** Opening Data extract block **

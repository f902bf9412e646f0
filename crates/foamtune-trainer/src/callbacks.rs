//! Training callbacks for monitoring and logging.
//!
//! - [`ProgressCallback`] - Progress bar over optimizer steps
//! - [`LoggingCallback`] - Structured `tracing` events every N steps
//! - [`MetricsJsonCallback`] - JSONL metrics file, one event per line
//! - [`CompositeCallback`] - Fans events out to several callbacks

use foamtune_core::{EvalMetrics, TrainingCallback};
use std::fs::{File, OpenOptions};
use std::io::{BufWriter, Write};
use std::path::{Path, PathBuf};

/// Progress bar callback for training visualization.
pub struct ProgressCallback {
    progress: indicatif::ProgressBar,
}

impl ProgressCallback {
    /// Create a new progress callback.
    pub fn new(total_steps: usize) -> Self {
        let progress = indicatif::ProgressBar::new(total_steps as u64);
        if let Ok(style) = indicatif::ProgressStyle::default_bar()
            .template("{spinner:.green} [{elapsed_precise}] [{bar:40.cyan/blue}] {pos}/{len} ({eta}) {msg}")
        {
            progress.set_style(style.progress_chars("#>-"));
        }
        Self { progress }
    }
}

impl TrainingCallback for ProgressCallback {
    fn on_train_start(&mut self) {
        self.progress.reset();
    }

    fn on_train_end(&mut self) {
        self.progress.finish_with_message("done");
    }

    fn on_step_end(&mut self, step: usize, loss: f64, lr: f64) {
        self.progress.set_position(step as u64);
        self.progress.set_message(format!("loss: {loss:.4} lr: {lr:.2e}"));
    }
}

/// Logs the mean loss over every `log_every` steps.
pub struct LoggingCallback {
    log_every: usize,
    loss_sum: f64,
    steps_in_window: usize,
}

impl LoggingCallback {
    /// Create a new logging callback.
    pub fn new(log_every: usize) -> Self {
        Self {
            log_every: log_every.max(1),
            loss_sum: 0.0,
            steps_in_window: 0,
        }
    }
}

impl TrainingCallback for LoggingCallback {
    fn on_step_end(&mut self, step: usize, loss: f64, lr: f64) {
        self.loss_sum += loss;
        self.steps_in_window += 1;
        if step % self.log_every == 0 {
            let mean = self.loss_sum / self.steps_in_window as f64;
            tracing::info!(step, loss = mean, learning_rate = lr, "Training step");
            self.loss_sum = 0.0;
            self.steps_in_window = 0;
        }
    }

    fn on_epoch_end(&mut self, epoch: usize, metrics: &EvalMetrics) {
        tracing::info!(
            epoch,
            loss = metrics.loss,
            perplexity = metrics.perplexity,
            "Epoch complete"
        );
    }

    fn on_evaluate(&mut self, step: usize, metrics: &EvalMetrics) {
        tracing::info!(
            step,
            eval_loss = metrics.loss,
            perplexity = metrics.perplexity,
            examples = metrics.num_examples,
            "Evaluation"
        );
    }

    fn on_save(&mut self, path: &Path) {
        tracing::info!(path = %path.display(), "Checkpoint saved");
    }
}

/// JSONL metrics callback.
///
/// ```json
/// {"step": 25, "epoch": 0, "loss": 1.93, "learning_rate": 0.0002, "timestamp": "2026-01-01T12:00:00+00:00"}
/// ```
pub struct MetricsJsonCallback {
    writer: BufWriter<File>,
    path: PathBuf,
    current_epoch: usize,
    run_name: Option<String>,
    config: Option<serde_json::Value>,
}

impl MetricsJsonCallback {
    /// Create a new JSONL metrics callback, truncating any existing file.
    pub fn new(path: impl AsRef<Path>) -> std::io::Result<Self> {
        let path = path.as_ref().to_path_buf();
        if let Some(parent) = path.parent() {
            std::fs::create_dir_all(parent)?;
        }

        let file = OpenOptions::new()
            .create(true)
            .write(true)
            .truncate(true)
            .open(&path)?;

        Ok(Self {
            writer: BufWriter::new(file),
            path,
            current_epoch: 0,
            run_name: None,
            config: None,
        })
    }

    /// Set a run name recorded with the start event.
    pub fn with_run_name(mut self, name: impl Into<String>) -> Self {
        self.run_name = Some(name.into());
        self
    }

    /// Set training configuration to log at start.
    pub fn with_config(mut self, config: serde_json::Value) -> Self {
        self.config = Some(config);
        self
    }

    /// Get the path to the metrics file.
    pub fn path(&self) -> &Path {
        &self.path
    }

    fn write_entry(&mut self, mut entry: serde_json::Value) {
        entry["timestamp"] = serde_json::json!(chrono::Utc::now().to_rfc3339());
        if let Ok(line) = serde_json::to_string(&entry) {
            if let Err(e) = writeln!(self.writer, "{line}") {
                tracing::warn!(path = %self.path.display(), error = %e, "Failed to write metrics");
            }
        }
    }

    fn flush(&mut self) {
        if let Err(e) = self.writer.flush() {
            tracing::warn!(path = %self.path.display(), error = %e, "Failed to flush metrics");
        }
    }
}

impl TrainingCallback for MetricsJsonCallback {
    fn on_train_start(&mut self) {
        let mut entry = serde_json::json!({ "event": "train_start" });
        if let Some(ref name) = self.run_name {
            entry["run_name"] = serde_json::json!(name);
        }
        if let Some(ref config) = self.config {
            entry["config"] = config.clone();
        }
        self.write_entry(entry);
        self.flush();
    }

    fn on_train_end(&mut self) {
        self.write_entry(serde_json::json!({ "event": "train_end" }));
        self.flush();
    }

    fn on_epoch_start(&mut self, epoch: usize) {
        self.current_epoch = epoch;
    }

    fn on_epoch_end(&mut self, epoch: usize, metrics: &EvalMetrics) {
        self.write_entry(serde_json::json!({
            "event": "epoch_end",
            "epoch": epoch,
            "loss": metrics.loss,
            "perplexity": metrics.perplexity,
        }));
        self.flush();
    }

    fn on_step_end(&mut self, step: usize, loss: f64, lr: f64) {
        self.write_entry(serde_json::json!({
            "step": step,
            "epoch": self.current_epoch,
            "loss": loss,
            "learning_rate": lr,
        }));
        if step % 10 == 0 {
            self.flush();
        }
    }

    fn on_evaluate(&mut self, step: usize, metrics: &EvalMetrics) {
        self.write_entry(serde_json::json!({
            "event": "evaluate",
            "step": step,
            "eval_loss": metrics.loss,
            "perplexity": metrics.perplexity,
        }));
        self.flush();
    }

    fn on_save(&mut self, path: &Path) {
        self.write_entry(serde_json::json!({
            "event": "checkpoint_saved",
            "path": path.display().to_string(),
        }));
        self.flush();
    }
}

/// Forwards every event to each wrapped callback in order.
#[derive(Default)]
pub struct CompositeCallback {
    callbacks: Vec<Box<dyn TrainingCallback>>,
}

impl CompositeCallback {
    /// Create an empty composite.
    pub fn new() -> Self {
        Self::default()
    }

    /// Add a callback.
    pub fn push(&mut self, callback: Box<dyn TrainingCallback>) {
        self.callbacks.push(callback);
    }

    /// Get the number of callbacks.
    pub fn len(&self) -> usize {
        self.callbacks.len()
    }

    /// Check if there are no callbacks.
    pub fn is_empty(&self) -> bool {
        self.callbacks.is_empty()
    }
}

impl TrainingCallback for CompositeCallback {
    fn on_train_start(&mut self) {
        self.callbacks.iter_mut().for_each(|cb| cb.on_train_start());
    }

    fn on_train_end(&mut self) {
        self.callbacks.iter_mut().for_each(|cb| cb.on_train_end());
    }

    fn on_epoch_start(&mut self, epoch: usize) {
        self.callbacks.iter_mut().for_each(|cb| cb.on_epoch_start(epoch));
    }

    fn on_epoch_end(&mut self, epoch: usize, metrics: &EvalMetrics) {
        self.callbacks.iter_mut().for_each(|cb| cb.on_epoch_end(epoch, metrics));
    }

    fn on_step_start(&mut self, step: usize) {
        self.callbacks.iter_mut().for_each(|cb| cb.on_step_start(step));
    }

    fn on_step_end(&mut self, step: usize, loss: f64, lr: f64) {
        self.callbacks.iter_mut().for_each(|cb| cb.on_step_end(step, loss, lr));
    }

    fn on_evaluate(&mut self, step: usize, metrics: &EvalMetrics) {
        self.callbacks.iter_mut().for_each(|cb| cb.on_evaluate(step, metrics));
    }

    fn on_save(&mut self, path: &Path) {
        self.callbacks.iter_mut().for_each(|cb| cb.on_save(path));
    }
}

** Closing Data extract block **

What you are asked to do
If a line falls between the first line of the data above and the line holding "for training visualization.", inclusive, retype it exactly; retype no other line.

Expected answer
repository f902bf9412e646f0
filename crates/foamtune-trainer/src/callbacks.rs
//! Training callbacks for monitoring and logging.
//!
//! - [`ProgressCallback`] - Progress bar over optimizer steps
//! - [`LoggingCallback`] - Structured `tracing` events every N steps
//! - [`MetricsJsonCallback`] - JSONL metrics file, one event per line
//! - [`CompositeCallback`] - Fans events out to several callbacks

use foamtune_core::{EvalMetrics, TrainingCallback};
use std::fs::{File, OpenOptions};
use std::io::{BufWriter, Write};
use std::path::{Path, PathBuf};

/// Progress bar callback for training visualization.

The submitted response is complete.